## ABOUT THIS EXERCISE
Your job is to copy every line in the material containing the word "types".

## DATASET ENTRIES
mod benchmark;
mod cli;
mod config;
mod context;
mod definition;
mod executor;
mod init;
mod monitor;
mod progress;
mod run;
mod shutdown;
mod types;

pub mod prelude {
    pub use crate::benchmark::TrialFailure;
    pub use crate::cli::ModelTunnelScenarioCli;
    pub use crate::config::{HarnessConfig, MT_CONFIG_ENV};
    pub use crate::context::RunnerContext;
    pub use crate::definition::{
        GlobalHookMut, HookResult, ScenarioDefinitionBuilder, Workload, RUN_SUMMARY_PATH_ENV,
    };
    pub use crate::executor::Executor;
    pub use crate::run::{run, RunOutcome};
    pub use crate::types::ModelTunnelResult;
}
mod comparison_table;
mod in_memory_reporter;

use parking_lot::Mutex;

use crate::OperationRecord;

pub use comparison_table::{comparison_rows, print_comparison, ComparisonRow};
pub use in_memory_reporter::{InMemoryReporter, OperationRow};

pub trait ReportCollector: Send {
    fn add_operation(&mut self, operation_record: &OperationRecord);

    fn finalize(&self);
}

/// Select which collectors receive operation records.
#[derive(Debug, Default)]
pub struct ReportConfig {
    in_memory: bool,
}

impl ReportConfig {
    pub fn enable_in_memory(mut self) -> Self {
        self.in_memory = true;
        self
    }

    pub fn init(self) -> Reporter {
        let mut collectors: Vec<Box<dyn ReportCollector>> = Vec::new();
        if self.in_memory {
            collectors.push(Box::new(InMemoryReporter::new()));
        }
        Reporter::new(collectors)
    }
}

/// Shared entry point for recording operations from any worker.
pub struct Reporter {
    collectors: Vec<Mutex<Box<dyn ReportCollector>>>,
}

impl std::fmt::Debug for Reporter {
    fn fmt(&self, f: &mut std::fmt::Formatter<'_>) -> std::fmt::Result {
        f.debug_struct("Reporter")
            .field("collectors", &self.collectors.len())
            .finish()
    }
}

impl Reporter {
    pub fn new(collectors: Vec<Box<dyn ReportCollector>>) -> Self {
        Self {
            collectors: collectors.into_iter().map(Mutex::new).collect(),
        }
    }

    /// A reporter that drops everything.
    pub fn noop() -> Self {
        Self::new(Vec::new())
    }

    pub fn add_operation(&self, operation_record: &OperationRecord) {
        for collector in &self.collectors {
            collector.lock().add_operation(operation_record);
        }
    }

    pub fn finalize(&self) {
        for collector in &self.collectors {
            collector.lock().finalize();
        }
    }
}
use model_tunnel_engines::prelude::*;

fn main() -> ModelTunnelResult<()> {
    let builder = ScenarioDefinitionBuilder::new_with_init(env!("CARGO_PKG_NAME"))
        .with_workload(Workload::BulkInsert)
        .with_default_tiers(vec![100, 1000, 5000])
        .use_setup(register_engines);

    let outcome = run(builder)?;
    if !outcome.failures.is_empty() {
        log::warn!(
            "{} trials failed, see the log above for details",
            outcome.failures.len()
        );
    }

    Ok(())
}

## EXERCISE OUTPUT
mod types;
    pub use crate::types::ModelTunnelResult;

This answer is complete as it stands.